The General, I will learn, is someone who reaches a decision quickly, reasonably intelligent, and once he has delegated a problem he has no intention of being bothered with it again. He gestures to a thick blue folder on his desk. “I want you to be our tomcat, Rejas.”
He gives me until next morning to acquaint myself with the contents.
At home I slip open the adjustable metal fastener. The files catalogue incidents in the countryside since 17 May 1980, the day of the last general election. On that night, seven months before their appearance in the capital, dogs were hung from lampposts in four villages of Nerpio province. The symbol was, apparently, a Maoist one. “In China a dead dog is symbolic of a tyrant condemned to death by his people.” Nor was it limited to the Andes. In the weeks ahead, dead dogs would hang under the street lights of Cajamarca, Villaria and Lepe, culminating in the incident I have described on the bridge over the Rimac. The capital had no more such incidents after that first spate.
The animals that came next were alive.
In February, in Cabezas Rubias, a black dog ran through the market, frothing at the mouth.
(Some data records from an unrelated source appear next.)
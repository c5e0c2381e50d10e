//! Plan routing.
//!
//! Asks the reasoning collaborator for an execution plan and validates the
//! answer against the closed mode and tool vocabularies. The router never
//! fails: unparsable output becomes a chat plan.

use crate::llm::{ask, json, ReasoningClient};
use crate::models::{
    AnalysisStep, DiscussionPlan, ExecutionPlan, LiteraturePlan, Mode, ToolRef, CATALOG_VERSION,
};
use crate::tools::ToolRegistry;
use serde_json::{Map, Value};
use std::time::Duration;
use tracing::{debug, info, warn};

/// Phrasings that ask the user to pick or supply a dataset. Questions that
/// merely mention the dataset ("which columns in the dataset...") do not
/// match.
const DATASET_REQUESTS: &[&str] = &[
    "which dataset",
    "what dataset",
    "which data set",
    "what data set",
    "which file",
    "what file",
    "which csv",
    "which spreadsheet",
    "upload",
    "attach",
    "provide a dataset",
    "provide the dataset",
    "provide your data",
    "share your data",
    "share the dataset",
    "do you have a dataset",
    "do you have data",
];

const DEFAULT_CLARIFICATION: &str = "Could you clarify what you would like me to do?";

/// Literature defaults applied when the plan leaves them out.
#[derive(Debug, Clone)]
pub struct PlanDefaults {
    pub tone: String,
    pub word_count: u32,
}

impl Default for PlanDefaults {
    fn default() -> Self {
        Self {
            tone: "formal".to_string(),
            word_count: 500,
        }
    }
}

/// What the pipeline does with a plan.
#[derive(Debug, Clone, PartialEq, Eq)]
pub enum Route {
    /// Stop and ask the user this question.
    Clarify(String),
    /// Conversational reply, no stages.
    Chat,
    /// Run the stages of this mode.
    Stages(Mode),
}

/// Pick the route for a validated plan. Clarification wins over every mode.
pub fn route(plan: &ExecutionPlan) -> Route {
    if plan.needs_clarification {
        let question = plan
            .clarification_question
            .clone()
            .unwrap_or_else(|| DEFAULT_CLARIFICATION.to_string());
        return Route::Clarify(question);
    }
    match plan.mode {
        Mode::Chat => Route::Chat,
        mode => Route::Stages(mode),
    }
}

/// Parse and validate raw planner output.
///
/// Returns `None` only when no JSON object can be found at all.
pub fn parse_plan(
    raw: &str,
    message: &str,
    dataset_attached: bool,
    defaults: &PlanDefaults,
) -> Option<ExecutionPlan> {
    let map = json::parse_object(raw)?;
    let mut notes = Vec::new();

    let mode = match json::str_field(&map, "mode") {
        Some(label) => Mode::from_label(&label).unwrap_or_else(|| {
            notes.push(format!("unknown mode '{}' treated as chat", label));
            Mode::Chat
        }),
        None => {
            notes.push("plan had no mode; treated as chat".to_string());
            Mode::Chat
        }
    };

    let mut needs_clarification = json::bool_field(&map, "needs_clarification").unwrap_or(false);
    let mut clarification_question = json::str_field(&map, "clarification_question");

    if needs_clarification && dataset_attached {
        let asks_for_dataset = clarification_question.as_deref().map_or(true, |q| {
            let q = q.to_lowercase();
            DATASET_REQUESTS.iter().any(|p| q.contains(p))
        });
        if asks_for_dataset {
            notes.push("dropped clarification about a dataset that is already attached".to_string());
            needs_clarification = false;
            clarification_question = None;
        }
    }

    let literature = object(&map, "literature_plan");
    let literature_plan = LiteraturePlan {
        focus: literature
            .and_then(|m| json::str_field(m, "focus"))
            .or_else(|| non_empty(message)),
        tone: literature
            .and_then(|m| json::str_field(m, "tone"))
            .or_else(|| Some(defaults.tone.clone())),
        word_count: literature
            .and_then(|m| json::f64_field(m, "word_count"))
            .filter(|n| n.is_finite() && *n >= 1.0)
            .map(|n| n.round() as u32)
            .or(Some(defaults.word_count)),
    };

    let discussion_plan = DiscussionPlan {
        focus: object(&map, "discussion_plan")
            .and_then(|m| json::str_field(m, "focus"))
            .or_else(|| non_empty(message)),
    };

    let analysis_plan = parse_steps(map.get("analysis_plan"), &mut notes);

    Some(ExecutionPlan {
        mode,
        needs_clarification,
        clarification_question,
        literature_plan,
        analysis_plan,
        discussion_plan,
        notes,
    })
}

fn object<'m>(map: &'m Map<String, Value>, key: &str) -> Option<&'m Map<String, Value>> {
    map.get(key).and_then(|v| v.as_object())
}

fn non_empty(text: &str) -> Option<String> {
    let trimmed = text.trim();
    (!trimmed.is_empty()).then(|| trimmed.to_string())
}

/// Steps in planner order. Tools outside the catalog are kept and flagged.
fn parse_steps(value: Option<&Value>, notes: &mut Vec<String>) -> Vec<AnalysisStep> {
    let Some(items) = value.and_then(|v| v.as_array()) else {
        return Vec::new();
    };

    items
        .iter()
        .map(|item| {
            let (name, reason, interpret) = match item {
                Value::String(name) => (name.trim().to_string(), String::new(), false),
                Value::Object(step) => (
                    json::str_field(step, "tool").unwrap_or_default(),
                    json::str_field(step, "reason").unwrap_or_default(),
                    json::bool_field(step, "interpret").unwrap_or(false),
                ),
                other => (other.to_string(), String::new(), false),
            };
            let tool = ToolRef::from_name(&name);
            if let ToolRef::Unknown(ref unknown) = tool {
                notes.push(format!("tool '{}' is not in the catalog", unknown));
            }
            AnalysisStep {
                tool,
                reason,
                interpret,
            }
        })
        .collect()
}

/// Produces validated plans from user messages.
pub struct PlanRouter<'a> {
    client: &'a dyn ReasoningClient,
    registry: &'a ToolRegistry,
    defaults: PlanDefaults,
    timeout: Duration,
}

impl<'a> PlanRouter<'a> {
    pub fn new(
        client: &'a dyn ReasoningClient,
        registry: &'a ToolRegistry,
        defaults: PlanDefaults,
        timeout: Duration,
    ) -> Self {
        Self {
            client,
            registry,
            defaults,
            timeout,
        }
    }

    /// Plan a request. Never fails; falls back to a chat plan.
    pub async fn plan(&self, message: &str, dataset_attached: bool) -> ExecutionPlan {
        let prompt = self.build_prompt(message, dataset_attached);

        let raw = match ask(self.client, &prompt, self.timeout).await {
            Ok(raw) => raw,
            Err(e) => {
                warn!("Planner call failed, defaulting to chat: {}", e);
                return fallback(format!("planner unavailable: {}", e));
            }
        };
        debug!("Raw plan: {}", raw);

        match parse_plan(&raw, message, dataset_attached, &self.defaults) {
            Some(plan) => {
                for note in &plan.notes {
                    info!("Plan note: {}", note);
                }
                info!(
                    "Planned mode {} with {} analysis step(s)",
                    plan.mode,
                    plan.analysis_plan.len()
                );
                plan
            }
            None => {
                warn!("Planner output was not JSON, defaulting to chat");
                fallback("planner output could not be parsed".to_string())
            }
        }
    }

    fn build_prompt(&self, message: &str, dataset_attached: bool) -> String {
        let dataset_context = if dataset_attached {
            "- A dataset HAS already been provided to the system.\n\
             - Do NOT ask which dataset to use."
        } else {
            "- No dataset has been provided."
        };

        format!(
            r#"You are AIRA, a conversational research planner.

User message:
{message}

System context:
{dataset_context}
- Only ask for clarification if the intent is truly ambiguous.
- Greetings and general questions use mode "chat".

Available analysis tools (catalog v{CATALOG_VERSION}):
{tools}

Return STRICT JSON only:
{{
  "needs_clarification": boolean,
  "clarification_question": string | null,
  "mode": "chat" | "literature" | "analysis" | "discussion" | "full",
  "literature_plan": {{"focus": string | null, "tone": string | null, "word_count": number | null}},
  "analysis_plan": [{{"tool": string, "reason": string, "interpret": boolean}}],
  "discussion_plan": {{"focus": string | null}}
}}"#,
            tools = self.registry.describe(),
        )
    }
}

fn fallback(note: String) -> ExecutionPlan {
    let mut plan = ExecutionPlan::chat_default();
    plan.notes.push(note);
    plan
}
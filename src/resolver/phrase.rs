//! Pulling variable phrases out of a user message.

use crate::llm::{ask, json, ReasoningClient};
use std::time::Duration;
use tracing::{debug, warn};

/// Leading words that name an action rather than a variable.
const ACTION_WORDS: &[&str] = &[
    "plot",
    "show",
    "test",
    "compare",
    "visualize",
    "visualise",
    "draw",
    "display",
    "analyze",
    "analyse",
    "run",
    "create",
    "make",
    "generate",
    "calculate",
    "compute",
    "give",
    "me",
    "please",
    "a",
    "an",
    "the",
];

/// Up to two variable phrases mentioned in a message.
#[derive(Debug, Clone, PartialEq, Eq)]
pub struct Phrases {
    pub first: String,
    pub second: Option<String>,
}

impl Phrases {
    /// The whole message as the only phrase.
    pub fn whole_message(message: &str) -> Self {
        Self {
            first: message.trim().to_string(),
            second: None,
        }
    }
}

/// Drop leading action and filler words. Returns the input unchanged if
/// nothing would be left.
pub fn strip_action_words(phrase: &str) -> String {
    let words: Vec<&str> = phrase.split_whitespace().collect();
    let skip = words
        .iter()
        .take_while(|w| {
            let bare = w.trim_matches(|c: char| !c.is_alphanumeric()).to_lowercase();
            ACTION_WORDS.contains(&bare.as_str())
        })
        .count();

    if skip == words.len() {
        phrase.trim().to_string()
    } else {
        words[skip..].join(" ")
    }
}

fn clean(raw: Option<String>) -> Option<String> {
    raw.map(|p| strip_action_words(p.trim_matches(|c: char| c == '"' || c == '\'')))
        .filter(|p| !p.is_empty())
}

/// Read phrases from a collaborator reply: a JSON object with
/// `phrase_1`/`phrase_2` (or `x`/`y`), or `key: value` lines.
pub fn parse_phrases(response: &str) -> Option<Phrases> {
    let (first, second) = match json::parse_object(response) {
        Some(map) => (
            json::str_field(&map, "phrase_1").or_else(|| json::str_field(&map, "x")),
            json::str_field(&map, "phrase_2").or_else(|| json::str_field(&map, "y")),
        ),
        None => {
            let mut first = None;
            let mut second = None;
            for line in response.lines() {
                let Some((key, value)) = line.split_once(':') else {
                    continue;
                };
                let value = value.trim();
                if value.is_empty() || value.eq_ignore_ascii_case("null") {
                    continue;
                }
                match key.trim().trim_start_matches(['-', '*', ' ']).to_lowercase().as_str() {
                    "phrase_1" | "x" => first = Some(value.to_string()),
                    "phrase_2" | "y" => second = Some(value.to_string()),
                    _ => {}
                }
            }
            (first, second)
        }
    };

    let first = clean(first)?;
    let second = clean(second).filter(|s| !s.eq_ignore_ascii_case(&first));
    Some(Phrases { first, second })
}

/// Extracts variable phrases with the reasoning collaborator. Never fails:
/// any problem degrades to the whole message as a single phrase.
pub struct PhraseExtractor<'a> {
    client: &'a dyn ReasoningClient,
    timeout: Duration,
}

impl<'a> PhraseExtractor<'a> {
    pub fn new(client: &'a dyn ReasoningClient, timeout: Duration) -> Self {
        Self { client, timeout }
    }

    pub async fn extract(&self, message: &str, columns: &[String]) -> Phrases {
        let listing = columns
            .iter()
            .map(|c| format!("- {}", c))
            .collect::<Vec<_>>()
            .join("\n");

        let prompt = format!(
            r#"Extract the variables the user is asking about.

Dataset columns:
{listing}

User request:
"{message}"

Return STRICT JSON only:
{{"phrase_1": "first variable", "phrase_2": "second variable or null"}}

Rules:
- Use the exact column wording when the user clearly refers to a column
- Leave out actions such as plot, show, test or compare
- Use null for phrase_2 when only one variable is mentioned"#
        );

        match ask(self.client, &prompt, self.timeout).await {
            Ok(response) => match parse_phrases(&response) {
                Some(phrases) => {
                    debug!("Extracted phrases: {:?}", phrases);
                    phrases
                }
                None => {
                    warn!("Phrase extraction returned nothing usable");
                    Phrases::whole_message(message)
                }
            },
            Err(e) => {
                warn!("Phrase extraction failed: {}", e);
                Phrases::whole_message(message)
            }
        }
    }
}

#[cfg(test)]
mod tests {
    use super::*;
    use crate::llm::testing::ScriptedClient;

    #[test]
    fn test_strip_action_words() {
        assert_eq!(strip_action_words("plot the gender"), "gender");
        assert_eq!(strip_action_words("Show me: age group"), "age group");
        assert_eq!(strip_action_words("business income"), "business income");
        assert_eq!(strip_action_words("test"), "test");
    }

    #[test]
    fn test_parse_json_phrases() {
        let p = parse_phrases(r#"{"phrase_1": "business income", "phrase_2": "team size"}"#).unwrap();
        assert_eq!(p.first, "business income");
        assert_eq!(p.second.as_deref(), Some("team size"));
    }

    #[test]
    fn test_parse_xy_keys_and_null() {
        let p = parse_phrases("```json\n{\"x\": \"plot gender\", \"y\": null}\n```").unwrap();
        assert_eq!(p.first, "gender");
        assert_eq!(p.second, None);
    }

    #[test]
    fn test_parse_key_value_lines() {
        let p = parse_phrases("x: region\ny: monthly income").unwrap();
        assert_eq!(p.first, "region");
        assert_eq!(p.second.as_deref(), Some("monthly income"));
    }

    #[test]
    fn test_duplicate_second_phrase_dropped() {
        let p = parse_phrases(r#"{"phrase_1": "age", "phrase_2": "Age"}"#).unwrap();
        assert_eq!(p.second, None);
    }

    #[test]
    fn test_unusable_reply() {
        assert!(parse_phrases("I am not sure what you mean").is_none());
        assert!(parse_phrases(r#"{"phrase_1": ""}"#).is_none());
    }

    #[tokio::test]
    async fn test_extract_degrades_to_whole_message() {
        let client = ScriptedClient::new().fail_on("Extract the variables");
        let extractor = PhraseExtractor::new(&client, Duration::from_secs(1));
        let p = extractor
            .extract("  compare business income vs team size ", &["a".to_string()])
            .await;
        assert_eq!(p, Phrases::whole_message("compare business income vs team size"));
    }

    #[tokio::test]
    async fn test_extract_lists_columns_in_prompt() {
        let client = ScriptedClient::new().on(
            "Extract the variables",
            r#"{"phrase_1": "Gender", "phrase_2": null}"#,
        );
        let extractor = PhraseExtractor::new(&client, Duration::from_secs(1));
        let columns = vec!["Gender".to_string(), "Age".to_string()];
        let p = extractor.extract("plot gender", &columns).await;
        assert_eq!(p.first, "Gender");
        assert!(client.prompts()[0].contains("- Age"));
    }
}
A fruit-seller was chasing him away with a broom, when the dog exploded. Three people suffered appalling wounds and a meat stall was blown all over the market place.
In Judio, a donkey, galloping wildly, exploded into a thousand bloody pieces outside the police station. No one was hurt, but the blood seemed to have been etched into the stucco of the building.
In Salobral, during a meeting of the council, a hen was introduced into the Mayor's office and spattered the walls with feathered blood.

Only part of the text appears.